◆ **WORK ORDER**
What lines of the data below include the word "DynamicImage"? Report them by copying each.

+++ AVAILABLE RECORDS

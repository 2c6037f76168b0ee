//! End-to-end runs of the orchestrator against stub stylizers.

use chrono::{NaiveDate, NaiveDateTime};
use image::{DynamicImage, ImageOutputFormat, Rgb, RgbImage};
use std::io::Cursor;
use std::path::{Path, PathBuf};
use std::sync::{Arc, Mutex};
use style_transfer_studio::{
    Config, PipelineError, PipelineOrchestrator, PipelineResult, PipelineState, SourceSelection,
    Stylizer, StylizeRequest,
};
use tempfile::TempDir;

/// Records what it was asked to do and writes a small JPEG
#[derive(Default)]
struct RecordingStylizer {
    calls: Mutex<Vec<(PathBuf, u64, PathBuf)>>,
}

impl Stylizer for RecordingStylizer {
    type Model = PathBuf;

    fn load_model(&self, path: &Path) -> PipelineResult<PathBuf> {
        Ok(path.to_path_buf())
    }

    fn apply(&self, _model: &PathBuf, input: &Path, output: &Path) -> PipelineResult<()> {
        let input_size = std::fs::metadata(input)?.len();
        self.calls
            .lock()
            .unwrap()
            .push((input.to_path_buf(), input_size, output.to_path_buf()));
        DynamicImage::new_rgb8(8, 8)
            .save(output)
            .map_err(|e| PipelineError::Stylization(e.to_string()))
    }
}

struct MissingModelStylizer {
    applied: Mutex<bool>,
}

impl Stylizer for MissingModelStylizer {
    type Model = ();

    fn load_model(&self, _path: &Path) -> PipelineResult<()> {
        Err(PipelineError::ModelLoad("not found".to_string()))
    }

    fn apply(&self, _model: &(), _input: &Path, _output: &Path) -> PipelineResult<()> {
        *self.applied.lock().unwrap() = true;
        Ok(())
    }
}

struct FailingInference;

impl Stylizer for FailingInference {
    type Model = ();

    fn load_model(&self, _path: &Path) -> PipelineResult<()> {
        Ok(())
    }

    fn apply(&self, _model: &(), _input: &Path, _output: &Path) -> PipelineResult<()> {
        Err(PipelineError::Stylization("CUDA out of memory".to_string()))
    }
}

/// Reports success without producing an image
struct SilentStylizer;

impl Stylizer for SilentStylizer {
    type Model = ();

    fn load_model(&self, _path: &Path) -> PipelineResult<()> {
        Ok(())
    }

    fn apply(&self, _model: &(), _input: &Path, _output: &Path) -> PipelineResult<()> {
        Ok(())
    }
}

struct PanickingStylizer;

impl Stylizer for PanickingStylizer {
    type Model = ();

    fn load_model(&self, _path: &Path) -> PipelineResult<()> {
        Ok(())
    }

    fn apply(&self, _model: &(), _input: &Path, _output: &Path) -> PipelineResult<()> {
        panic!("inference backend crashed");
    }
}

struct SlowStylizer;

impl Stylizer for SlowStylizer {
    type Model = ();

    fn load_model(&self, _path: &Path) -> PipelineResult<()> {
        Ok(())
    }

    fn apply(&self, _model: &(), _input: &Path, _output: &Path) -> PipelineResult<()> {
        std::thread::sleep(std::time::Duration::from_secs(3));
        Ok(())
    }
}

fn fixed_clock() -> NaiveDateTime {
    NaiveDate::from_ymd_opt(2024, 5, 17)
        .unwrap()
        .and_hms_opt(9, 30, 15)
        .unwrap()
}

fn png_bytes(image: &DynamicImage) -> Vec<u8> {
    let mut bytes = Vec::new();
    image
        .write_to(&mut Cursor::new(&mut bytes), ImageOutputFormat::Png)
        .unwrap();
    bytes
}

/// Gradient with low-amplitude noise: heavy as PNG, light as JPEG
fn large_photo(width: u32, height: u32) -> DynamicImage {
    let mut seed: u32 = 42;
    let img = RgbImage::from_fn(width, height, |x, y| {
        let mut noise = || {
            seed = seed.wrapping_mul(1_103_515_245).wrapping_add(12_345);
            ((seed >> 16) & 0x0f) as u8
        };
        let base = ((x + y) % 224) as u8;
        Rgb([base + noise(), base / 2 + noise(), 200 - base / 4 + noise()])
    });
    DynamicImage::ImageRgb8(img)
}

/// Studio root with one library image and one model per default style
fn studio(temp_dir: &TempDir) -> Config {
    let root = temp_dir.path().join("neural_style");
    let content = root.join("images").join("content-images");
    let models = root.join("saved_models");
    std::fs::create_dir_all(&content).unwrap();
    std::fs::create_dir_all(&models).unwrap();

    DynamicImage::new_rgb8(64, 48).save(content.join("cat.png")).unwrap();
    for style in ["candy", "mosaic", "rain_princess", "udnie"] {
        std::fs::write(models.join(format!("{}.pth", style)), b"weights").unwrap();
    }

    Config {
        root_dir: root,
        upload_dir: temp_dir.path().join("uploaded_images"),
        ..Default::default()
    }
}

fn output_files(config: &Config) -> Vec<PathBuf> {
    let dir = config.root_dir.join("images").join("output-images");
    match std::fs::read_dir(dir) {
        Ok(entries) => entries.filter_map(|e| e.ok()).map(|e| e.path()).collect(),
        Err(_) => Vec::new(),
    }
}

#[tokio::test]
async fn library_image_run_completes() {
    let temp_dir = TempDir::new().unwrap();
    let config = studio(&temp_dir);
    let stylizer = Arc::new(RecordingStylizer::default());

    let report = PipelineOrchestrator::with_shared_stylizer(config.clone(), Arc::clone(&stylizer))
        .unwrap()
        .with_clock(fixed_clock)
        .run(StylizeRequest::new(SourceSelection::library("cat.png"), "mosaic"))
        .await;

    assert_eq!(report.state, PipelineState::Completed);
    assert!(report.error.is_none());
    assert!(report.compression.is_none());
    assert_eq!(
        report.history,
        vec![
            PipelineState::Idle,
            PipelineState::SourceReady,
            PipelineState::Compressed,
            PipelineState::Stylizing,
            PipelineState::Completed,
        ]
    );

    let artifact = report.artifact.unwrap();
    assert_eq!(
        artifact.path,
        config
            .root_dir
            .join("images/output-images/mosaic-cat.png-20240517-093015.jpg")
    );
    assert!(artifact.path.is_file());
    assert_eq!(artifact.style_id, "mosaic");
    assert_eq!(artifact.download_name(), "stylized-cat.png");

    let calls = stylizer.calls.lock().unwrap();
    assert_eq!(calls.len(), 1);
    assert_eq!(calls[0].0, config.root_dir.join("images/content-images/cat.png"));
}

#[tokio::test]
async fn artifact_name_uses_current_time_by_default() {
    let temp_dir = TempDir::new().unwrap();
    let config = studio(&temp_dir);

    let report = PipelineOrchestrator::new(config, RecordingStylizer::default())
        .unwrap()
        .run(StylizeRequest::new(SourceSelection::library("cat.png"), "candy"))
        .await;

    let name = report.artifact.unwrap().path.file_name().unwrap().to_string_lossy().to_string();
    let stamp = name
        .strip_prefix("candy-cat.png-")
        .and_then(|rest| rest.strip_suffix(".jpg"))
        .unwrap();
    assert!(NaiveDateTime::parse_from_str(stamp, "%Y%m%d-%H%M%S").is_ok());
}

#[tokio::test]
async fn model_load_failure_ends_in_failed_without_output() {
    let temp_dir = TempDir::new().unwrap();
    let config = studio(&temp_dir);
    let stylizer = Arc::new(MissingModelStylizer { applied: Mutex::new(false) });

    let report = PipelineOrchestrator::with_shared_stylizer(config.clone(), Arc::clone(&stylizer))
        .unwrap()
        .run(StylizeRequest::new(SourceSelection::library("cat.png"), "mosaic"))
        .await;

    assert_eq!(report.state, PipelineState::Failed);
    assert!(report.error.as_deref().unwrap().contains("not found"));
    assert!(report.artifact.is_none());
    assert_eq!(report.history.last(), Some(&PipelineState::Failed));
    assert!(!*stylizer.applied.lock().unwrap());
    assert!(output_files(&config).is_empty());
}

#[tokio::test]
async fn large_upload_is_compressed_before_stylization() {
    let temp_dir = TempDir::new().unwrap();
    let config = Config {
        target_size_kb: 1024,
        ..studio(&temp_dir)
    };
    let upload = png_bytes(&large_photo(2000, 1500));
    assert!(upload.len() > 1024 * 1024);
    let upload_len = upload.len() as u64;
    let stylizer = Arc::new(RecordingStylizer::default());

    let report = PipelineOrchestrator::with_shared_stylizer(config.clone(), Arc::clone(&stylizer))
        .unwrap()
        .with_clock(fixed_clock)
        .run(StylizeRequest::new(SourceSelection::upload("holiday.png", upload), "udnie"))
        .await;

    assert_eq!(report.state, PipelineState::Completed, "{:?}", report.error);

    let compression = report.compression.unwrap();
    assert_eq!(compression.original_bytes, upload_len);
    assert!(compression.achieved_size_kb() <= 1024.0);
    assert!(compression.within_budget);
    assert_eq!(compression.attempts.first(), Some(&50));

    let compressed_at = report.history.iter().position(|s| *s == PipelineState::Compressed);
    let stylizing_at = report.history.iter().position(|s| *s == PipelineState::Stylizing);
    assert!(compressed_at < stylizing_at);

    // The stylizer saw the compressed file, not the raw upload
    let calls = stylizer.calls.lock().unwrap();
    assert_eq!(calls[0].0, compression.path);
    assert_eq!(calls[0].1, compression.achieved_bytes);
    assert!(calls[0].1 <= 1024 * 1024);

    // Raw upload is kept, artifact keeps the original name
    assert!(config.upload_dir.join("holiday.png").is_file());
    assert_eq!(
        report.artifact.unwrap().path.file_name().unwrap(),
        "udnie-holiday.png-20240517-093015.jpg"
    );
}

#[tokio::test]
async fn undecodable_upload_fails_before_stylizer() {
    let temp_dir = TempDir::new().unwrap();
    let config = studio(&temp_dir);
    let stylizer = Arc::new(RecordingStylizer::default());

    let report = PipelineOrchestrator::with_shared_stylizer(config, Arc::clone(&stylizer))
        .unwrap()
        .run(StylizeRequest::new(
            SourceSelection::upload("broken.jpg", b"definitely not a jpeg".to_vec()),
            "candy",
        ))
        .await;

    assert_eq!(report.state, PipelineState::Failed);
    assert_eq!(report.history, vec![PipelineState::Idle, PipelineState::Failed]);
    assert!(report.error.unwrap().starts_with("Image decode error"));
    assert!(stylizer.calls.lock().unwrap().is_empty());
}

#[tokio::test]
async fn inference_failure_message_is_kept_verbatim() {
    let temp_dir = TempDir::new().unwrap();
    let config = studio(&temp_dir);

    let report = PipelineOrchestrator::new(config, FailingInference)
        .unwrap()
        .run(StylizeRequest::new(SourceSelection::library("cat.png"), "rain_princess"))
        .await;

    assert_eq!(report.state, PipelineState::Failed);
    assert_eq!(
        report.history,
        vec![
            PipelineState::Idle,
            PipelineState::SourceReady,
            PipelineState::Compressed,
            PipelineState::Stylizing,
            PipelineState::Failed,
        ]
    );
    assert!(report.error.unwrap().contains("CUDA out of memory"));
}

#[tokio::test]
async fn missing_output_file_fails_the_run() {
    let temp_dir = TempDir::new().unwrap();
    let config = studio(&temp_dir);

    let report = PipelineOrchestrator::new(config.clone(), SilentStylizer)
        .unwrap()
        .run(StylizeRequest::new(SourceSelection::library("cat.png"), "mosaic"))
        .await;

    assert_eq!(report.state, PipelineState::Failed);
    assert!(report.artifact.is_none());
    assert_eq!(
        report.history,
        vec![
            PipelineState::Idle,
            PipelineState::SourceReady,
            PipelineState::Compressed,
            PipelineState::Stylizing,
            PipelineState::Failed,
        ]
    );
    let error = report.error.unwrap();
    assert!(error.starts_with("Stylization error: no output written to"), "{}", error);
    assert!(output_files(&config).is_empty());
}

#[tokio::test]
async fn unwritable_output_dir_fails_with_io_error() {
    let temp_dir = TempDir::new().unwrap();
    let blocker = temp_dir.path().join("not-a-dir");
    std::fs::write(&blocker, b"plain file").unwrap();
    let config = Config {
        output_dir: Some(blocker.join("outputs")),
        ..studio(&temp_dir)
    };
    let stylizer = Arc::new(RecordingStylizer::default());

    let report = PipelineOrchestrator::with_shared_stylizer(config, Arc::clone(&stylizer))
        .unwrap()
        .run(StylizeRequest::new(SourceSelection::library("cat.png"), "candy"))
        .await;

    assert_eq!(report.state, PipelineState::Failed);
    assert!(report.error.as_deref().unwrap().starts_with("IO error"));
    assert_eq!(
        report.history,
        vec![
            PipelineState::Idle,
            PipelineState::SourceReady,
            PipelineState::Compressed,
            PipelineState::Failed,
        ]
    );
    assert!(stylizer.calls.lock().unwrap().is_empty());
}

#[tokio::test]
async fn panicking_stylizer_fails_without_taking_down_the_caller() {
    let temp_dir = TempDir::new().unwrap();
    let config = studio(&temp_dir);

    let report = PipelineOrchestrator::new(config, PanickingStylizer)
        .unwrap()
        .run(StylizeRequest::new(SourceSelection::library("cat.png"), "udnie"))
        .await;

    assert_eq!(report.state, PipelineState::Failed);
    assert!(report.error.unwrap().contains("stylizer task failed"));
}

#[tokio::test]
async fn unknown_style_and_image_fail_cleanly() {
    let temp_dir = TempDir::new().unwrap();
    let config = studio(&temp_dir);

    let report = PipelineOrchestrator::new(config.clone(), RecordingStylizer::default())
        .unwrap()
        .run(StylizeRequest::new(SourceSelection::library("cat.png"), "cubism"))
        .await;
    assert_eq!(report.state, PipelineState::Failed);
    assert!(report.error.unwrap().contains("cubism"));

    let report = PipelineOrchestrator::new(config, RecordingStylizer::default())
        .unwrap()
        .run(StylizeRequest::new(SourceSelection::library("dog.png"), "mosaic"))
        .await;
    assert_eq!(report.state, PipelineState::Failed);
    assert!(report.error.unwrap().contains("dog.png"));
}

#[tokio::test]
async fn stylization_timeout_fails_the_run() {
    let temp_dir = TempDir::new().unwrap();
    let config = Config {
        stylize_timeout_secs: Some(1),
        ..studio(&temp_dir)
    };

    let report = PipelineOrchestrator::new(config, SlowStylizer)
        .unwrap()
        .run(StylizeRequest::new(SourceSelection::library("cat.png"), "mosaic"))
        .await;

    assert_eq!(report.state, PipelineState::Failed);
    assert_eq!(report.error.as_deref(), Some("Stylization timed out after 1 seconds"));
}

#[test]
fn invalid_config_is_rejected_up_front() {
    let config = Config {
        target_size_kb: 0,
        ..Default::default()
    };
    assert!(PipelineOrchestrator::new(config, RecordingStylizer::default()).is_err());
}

++++++

◆ **YOUR SOLUTION**
use image::{DynamicImage, ImageOutputFormat, Rgb, RgbImage};
        DynamicImage::new_rgb8(8, 8)
fn png_bytes(image: &DynamicImage) -> Vec<u8> {
fn large_photo(width: u32, height: u32) -> DynamicImage {
    DynamicImage::ImageRgb8(img)
    DynamicImage::new_rgb8(64, 48).save(content.join("cat.png")).unwrap();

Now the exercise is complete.